WHAT NEEDS TO BE DONE: Each line from the one with "let result = extract_frontmatter(source);" to the final line of the data must be reproduced exactly, and no other line may appear.

Records contained in a dataset:
>>>>

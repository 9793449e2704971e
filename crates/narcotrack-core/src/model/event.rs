use serde::{Deserialize, Serialize};

use crate::errors::{Result, TrackerError, TrackerErrorKind};

/// Catalog of inventory adjustment events
///
/// Each event moves stock in exactly one direction. The enum is the
/// authoritative catalog; the `adjustments` table mirrors it with a CHECK
/// constraint on the stored code.
#[derive(Debug, Clone, Copy, PartialEq, Eq, Hash, Serialize, Deserialize)]
#[serde(rename_all = "UPPERCASE")]
pub enum EventKind {
    /// Stock brought in from outside the ordering process (e.g. agency merge)
    Import,
    /// Stock received from a supplier order
    Order,
    /// Administration to a patient
    Use,
    /// Partial dose wasted after administration
    Waste,
    /// Stock destroyed (expired or recalled)
    Destroy,
    /// Stock lost or unaccounted for
    Loss,
}

impl EventKind {
    /// Stable uppercase wire code
    pub fn code(&self) -> &'static str {
        match self {
            EventKind::Import => "IMPORT",
            EventKind::Order => "ORDER",
            EventKind::Use => "USE",
            EventKind::Waste => "WASTE",
            EventKind::Destroy => "DESTROY",
            EventKind::Loss => "LOSS",
        }
    }

    /// Direction the event moves stock: +1 in, -1 out
    pub fn sign(&self) -> i64 {
        match self {
            EventKind::Import | EventKind::Order => 1,
            EventKind::Use | EventKind::Waste | EventKind::Destroy | EventKind::Loss => -1,
        }
    }

    /// All catalog members, in wire-code order
    pub fn all() -> [EventKind; 6] {
        [
            EventKind::Import,
            EventKind::Order,
            EventKind::Use,
            EventKind::Waste,
            EventKind::Destroy,
            EventKind::Loss,
        ]
    }
}

impl std::str::FromStr for EventKind {
    type Err = TrackerError;

    fn from_str(s: &str) -> Result<Self> {
        match s {
            "IMPORT" => Ok(EventKind::Import),
            "ORDER" => Ok(EventKind::Order),
            "USE" => Ok(EventKind::Use),
            "WASTE" => Ok(EventKind::Waste),
            "DESTROY" => Ok(EventKind::Destroy),
            "LOSS" => Ok(EventKind::Loss),
            other => Err(TrackerError::new(TrackerErrorKind::InvalidInput)
                .with_message(format!("unknown event code '{}'", other))),
        }
    }
}

impl std::fmt::Display for EventKind {
    fn fmt(&self, f: &mut std::fmt::Formatter<'_>) -> std::fmt::Result {
        f.write_str(self.code())
    }
}

#[cfg(test)]
mod tests {
    use super::*;

    #[test]
    fn test_signs_partition_the_catalog() {
        let inbound: Vec<_> = EventKind::all().into_iter().filter(|e| e.sign() > 0).collect();
        let outbound: Vec<_> = EventKind::all().into_iter().filter(|e| e.sign() < 0).collect();

        assert_eq!(inbound, vec![EventKind::Import, EventKind::Order]);
        assert_eq!(outbound.len(), 4);
    }

    #[test]
    fn test_round_trip_wire_codes() {
        for event in EventKind::all() {
            let parsed: EventKind = event.code().parse().unwrap();
            assert_eq!(parsed, event);
        }
    }

    #[test]
    fn test_reject_unknown_code() {
        assert!("TRANSFER".parse::<EventKind>().is_err());
    }

    #[test]
    fn test_serde_uses_wire_codes() {
        assert_eq!(serde_json::to_string(&EventKind::Use).unwrap(), "\"USE\"");
        let parsed: EventKind = serde_json::from_str("\"WASTE\"").unwrap();
        assert_eq!(parsed, EventKind::Waste);
    }
}
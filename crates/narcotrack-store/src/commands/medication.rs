//! Medication commands

#![allow(clippy::result_large_err)]

use chrono::Utc;
use rusqlite::Connection;

use crate::commands::{Command, ExecutionGuard};
use crate::errors::Result;
use crate::repo::SqliteRepo;
use narcotrack_core::model::{Medication, MedicationStatus, Unit};
use narcotrack_core::{conversion, rules, TrackerError, TrackerErrorKind};

/// Register a new medication in the formulary
pub struct AddMedication<'c> {
    conn: &'c Connection,
    code: String,
    name: String,
    container_amount: f64,
    unit: Unit,
    fill_volume_ml: f64,
    guard: ExecutionGuard,
}

impl<'c> AddMedication<'c> {
    pub fn new(
        conn: &'c Connection,
        code: String,
        name: String,
        container_amount: f64,
        unit: Unit,
        fill_volume_ml: f64,
    ) -> Self {
        Self {
            conn,
            code,
            name,
            container_amount,
            unit,
            fill_volume_ml,
            guard: ExecutionGuard::default(),
        }
    }
}

impl Command for AddMedication<'_> {
    fn execute(&mut self) -> Result<()> {
        self.guard.begin("add_medication")?;

        rules::validate_medication_code(&self.code)?;
        rules::validate_display_name(&self.name)?;
        rules::validate_amount_magnitude(self.container_amount)?;
        if !self.fill_volume_ml.is_finite() || self.fill_volume_ml <= 0.0 {
            return Err(TrackerError::new(TrackerErrorKind::InvalidInput)
                .with_op("add_medication")
                .with_medication(&self.code)
                .with_message(format!(
                    "fill volume must be positive, got {}",
                    self.fill_volume_ml
                )));
        }

        let canonical = conversion::to_canonical(self.container_amount, self.unit)?;

        if SqliteRepo::get_medication(self.conn, &self.code)?.is_some() {
            return Err(TrackerError::new(TrackerErrorKind::AlreadyExists)
                .with_op("add_medication")
                .with_medication(&self.code)
                .with_message("a medication with this code is already registered"));
        }

        let medication = Medication::new(
            self.code.clone(),
            self.name.clone(),
            canonical,
            self.unit,
            self.fill_volume_ml,
        );
        SqliteRepo::insert_medication(self.conn, &medication)?;

        tracing::info!(code = %self.code, "medication registered");
        Ok(())
    }
}

/// Change a medication's lifecycle status
pub struct UpdateMedicationStatus<'c> {
    conn: &'c Connection,
    code: String,
    status: MedicationStatus,
    guard: ExecutionGuard,
}

impl<'c> UpdateMedicationStatus<'c> {
    pub fn new(conn: &'c Connection, code: String, status: MedicationStatus) -> Self {
        Self {
            conn,
            code,
            status,
            guard: ExecutionGuard::default(),
        }
    }
}

impl Command for UpdateMedicationStatus<'_> {
    fn execute(&mut self) -> Result<()> {
        self.guard.begin("update_medication_status")?;

        let changed = SqliteRepo::update_medication_status(
            self.conn,
            &self.code,
            self.status.as_str(),
            Utc::now(),
        )?;
        if !changed {
            return Err(TrackerError::new(TrackerErrorKind::NotFound)
                .with_op("update_medication_status")
                .with_medication(&self.code)
                .with_message("no medication with this code"));
        }

        tracing::info!(code = %self.code, status = %self.status, "medication status updated");
        Ok(())
    }
}

/// Remove a medication that has no recorded adjustments
pub struct DeleteMedication<'c> {
    conn: &'c Connection,
    code: String,
    guard: ExecutionGuard,
}

impl<'c> DeleteMedication<'c> {
    pub fn new(conn: &'c Connection, code: String) -> Self {
        Self {
            conn,
            code,
            guard: ExecutionGuard::default(),
        }
    }
}

impl Command for DeleteMedication<'_> {
    fn execute(&mut self) -> Result<()> {
        self.guard.begin("delete_medication")?;

        let changed = SqliteRepo::delete_medication(self.conn, &self.code).map_err(|e| {
            if e.kind() == TrackerErrorKind::ConstraintViolation {
                TrackerError::new(TrackerErrorKind::ConstraintViolation)
                    .with_op("delete_medication")
                    .with_medication(&self.code)
                    .with_message("medication has recorded adjustments; the audit trail is retained")
                    .with_source(e)
            } else {
                e
            }
        })?;
        if !changed {
            return Err(TrackerError::new(TrackerErrorKind::NotFound)
                .with_op("delete_medication")
                .with_medication(&self.code)
                .with_message("no medication with this code"));
        }

        tracing::info!(code = %self.code, "medication deleted");
        Ok(())
    }
}
//! Unit conversion
//!
//! All amounts are stored canonically as integer micrograms. Conversion in
//! is checked: values that are not finite, negative, fractional after
//! scaling, or too large to represent exactly are rejected rather than
//! silently rounded, so stored deltas always reconcile exactly.

use crate::errors::{Result, TrackerError, TrackerErrorKind};
use crate::model::Unit;

/// Largest magnitude an f64 can hold with integer exactness (2^53)
const MAX_EXACT: f64 = 9_007_199_254_740_992.0;

/// Tolerance for f64 scaling noise when checking for fractional micrograms
const FRACT_EPSILON: f64 = 1e-6;

/// Convert an amount in the given unit to canonical micrograms
pub fn to_canonical(amount: f64, unit: Unit) -> Result<i64> {
    if !amount.is_finite() {
        return Err(TrackerError::new(TrackerErrorKind::InvalidInput)
            .with_op("to_canonical")
            .with_message(format!("amount must be finite, got {}", amount)));
    }
    if amount < 0.0 {
        return Err(TrackerError::new(TrackerErrorKind::InvalidInput)
            .with_op("to_canonical")
            .with_message(format!("amount must not be negative, got {}", amount)));
    }

    let scaled = amount * unit.factor() as f64;
    if scaled > MAX_EXACT {
        return Err(TrackerError::new(TrackerErrorKind::ConversionOverflow)
            .with_op("to_canonical")
            .with_message(format!(
                "{} {} exceeds the exactly representable range",
                amount, unit
            )));
    }

    let rounded = scaled.round();
    if (scaled - rounded).abs() > FRACT_EPSILON {
        return Err(TrackerError::new(TrackerErrorKind::InvalidInput)
            .with_op("to_canonical")
            .with_message(format!(
                "{} {} is not a whole number of micrograms",
                amount, unit
            )));
    }

    Ok(rounded as i64)
}

/// Convert canonical micrograms to the given unit
pub fn from_canonical(mcg: i64, unit: Unit) -> f64 {
    mcg as f64 / unit.factor() as f64
}

/// Volume in milliliters equivalent to a mass amount at a concentration
pub fn milliliters(mcg: i64, concentration_mcg_per_ml: f64) -> Result<f64> {
    if !concentration_mcg_per_ml.is_finite() || concentration_mcg_per_ml <= 0.0 {
        return Err(TrackerError::new(TrackerErrorKind::InvalidInput)
            .with_op("milliliters")
            .with_message(format!(
                "concentration must be positive, got {}",
                concentration_mcg_per_ml
            )));
    }

    Ok(mcg as f64 / concentration_mcg_per_ml)
}
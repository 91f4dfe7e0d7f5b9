//! Frontmatter extraction and parsing.

use serde::Deserialize;

/// Parsed frontmatter from a content page.
#[derive(Debug, Clone, Default, Deserialize, PartialEq)]
#[serde(rename_all = "camelCase")]
pub struct Frontmatter {
    /// Page title
    #[serde(default)]
    pub title: Option<String>,

    /// Page description, emitted as a meta tag
    #[serde(default)]
    pub description: Option<String>,

    /// Shorter label used in the sidebar
    #[serde(default)]
    pub sidebar_title: Option<String>,

    /// Documented endpoint, e.g. `POST /v1/chat/completions`
    #[serde(default)]
    pub api: Option<String>,
}

impl Frontmatter {
    /// Split the `api` field into its method and path parts.
    ///
    /// A bare path without a method is treated as `GET`.
    pub fn endpoint(&self) -> Option<(&str, &str)> {
        let api = self.api.as_deref()?.trim();
        if api.is_empty() {
            return None;
        }

        match api.split_once(char::is_whitespace) {
            Some((method, path)) => Some((method, path.trim())),
            None => Some(("GET", api)),
        }
    }
}

/// Extract frontmatter from page content.
///
/// A block is recognised only when the first line is exactly `---` and a
/// later line is exactly `---`. Anything else, such as a page opening with
/// a thematic break, is returned unchanged as body content.
pub fn extract_frontmatter(source: &str) -> Result<(Option<Frontmatter>, &str), FrontmatterError> {
    let Some(block) = after_opening_fence(source) else {
        return Ok((None, source));
    };

    let mut offset = 0;
    for line in block.split_inclusive('\n') {
        if is_fence(line) {
            let yaml_content = block[..offset].trim();
            let remaining = &block[offset + line.len()..];

            // Empty and comment-only blocks deserialize as YAML null.
            let frontmatter = if yaml_content.is_empty() {
                Frontmatter::default()
            } else {
                serde_yaml::from_str::<Option<Frontmatter>>(yaml_content)
                    .map_err(|e| FrontmatterError::InvalidYaml(e.to_string()))?
                    .unwrap_or_default()
            };

            return Ok((Some(frontmatter), remaining.trim_start()));
        }
        offset += line.len();
    }

    Ok((None, source))
}

fn after_opening_fence(source: &str) -> Option<&str> {
    let (first, rest) = source.split_once('\n')?;
    is_fence(first).then_some(rest)
}

fn is_fence(line: &str) -> bool {
    line.trim_end() == "---"
}

/// Errors that can occur when parsing frontmatter.
#[derive(Debug, thiserror::Error)]
pub enum FrontmatterError {
    #[error("Invalid YAML in frontmatter: {0}")]
    InvalidYaml(String),
}

#[cfg(test)]
mod tests {
    use super::*;

    #[test]
    fn extracts_valid_frontmatter() {
        let source = r#"---
title: Login
description: Exchange credentials for a token
sidebarTitle: Log in
api: POST /v1/auth/login
---

# Login
"#;

        let (fm, content) = extract_frontmatter(source).unwrap();
        let fm = fm.unwrap();

        assert_eq!(fm.title.as_deref(), Some("Login"));
        assert_eq!(
            fm.description.as_deref(),
            Some("Exchange credentials for a token")
        );
        assert_eq!(fm.sidebar_title.as_deref(), Some("Log in"));
        assert_eq!(fm.endpoint(), Some(("POST", "/v1/auth/login")));
        assert!(content.starts_with("# Login"));
    }

    #[test]
    fn handles_no_frontmatter() {
        let source = "# Just Markdown\n\nNo frontmatter here.";

        let (fm, content) = extract_frontmatter(source).unwrap();

        assert!(fm.is_none());
        assert_eq!(content, source);
    }

    #[test]
    fn all_keys_are_optional() {
        let (fm, content) = extract_frontmatter("---\n---\nBody").unwrap();

        assert_eq!(fm, Some(Frontmatter::default()));
        assert_eq!(content, "Body");
    }

    #[test]
    fn bare_api_path_defaults_to_get() {
        let fm = Frontmatter {
            api: Some("/v1/ping".to_string()),
            ..Default::default()
        };

        assert_eq!(fm.endpoint(), Some(("GET", "/v1/ping")));
    }

    #[test]
    fn leading_thematic_break_is_body_content() {
        let source = "---\n\n# Title\n\nBody\n";

        let (fm, content) = extract_frontmatter(source).unwrap();

        assert!(fm.is_none());
        assert_eq!(content, source);
    }

    #[test]
    fn closing_marker_must_be_exactly_three_dashes() {
        let source = "---\ntitle: Test\n----\nBody";

        let (fm, content) = extract_frontmatter(source).unwrap();

        assert!(fm.is_none());
        assert_eq!(content, source);
    }

    #[test]
    fn opening_marker_must_be_exactly_three_dashes() {
        let source = "----\ntitle: Test\n---\nBody";

        let (fm, _) = extract_frontmatter(source).unwrap();

        assert!(fm.is_none());
    }

    #[test]
    fn accepts_crlf_line_endings() {
        let (fm, content) = extract_frontmatter("---\r\ntitle: Test\r\n---\r\nBody").unwrap();

        assert_eq!(fm.unwrap().title.as_deref(), Some("Test"));
        assert_eq!(content, "Body");
    }

    #[test]
    fn errors_on_invalid_yaml() {
        let source = "---\ntitle: [invalid yaml\n---\n";

        let result = extract_frontmatter(source);

        assert!(matches!(result, Err(FrontmatterError::InvalidYaml(_))));
    }
}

<<<<

TASK OUTPUT:
        let result = extract_frontmatter(source);

        assert!(matches!(result, Err(FrontmatterError::InvalidYaml(_))));
    }
}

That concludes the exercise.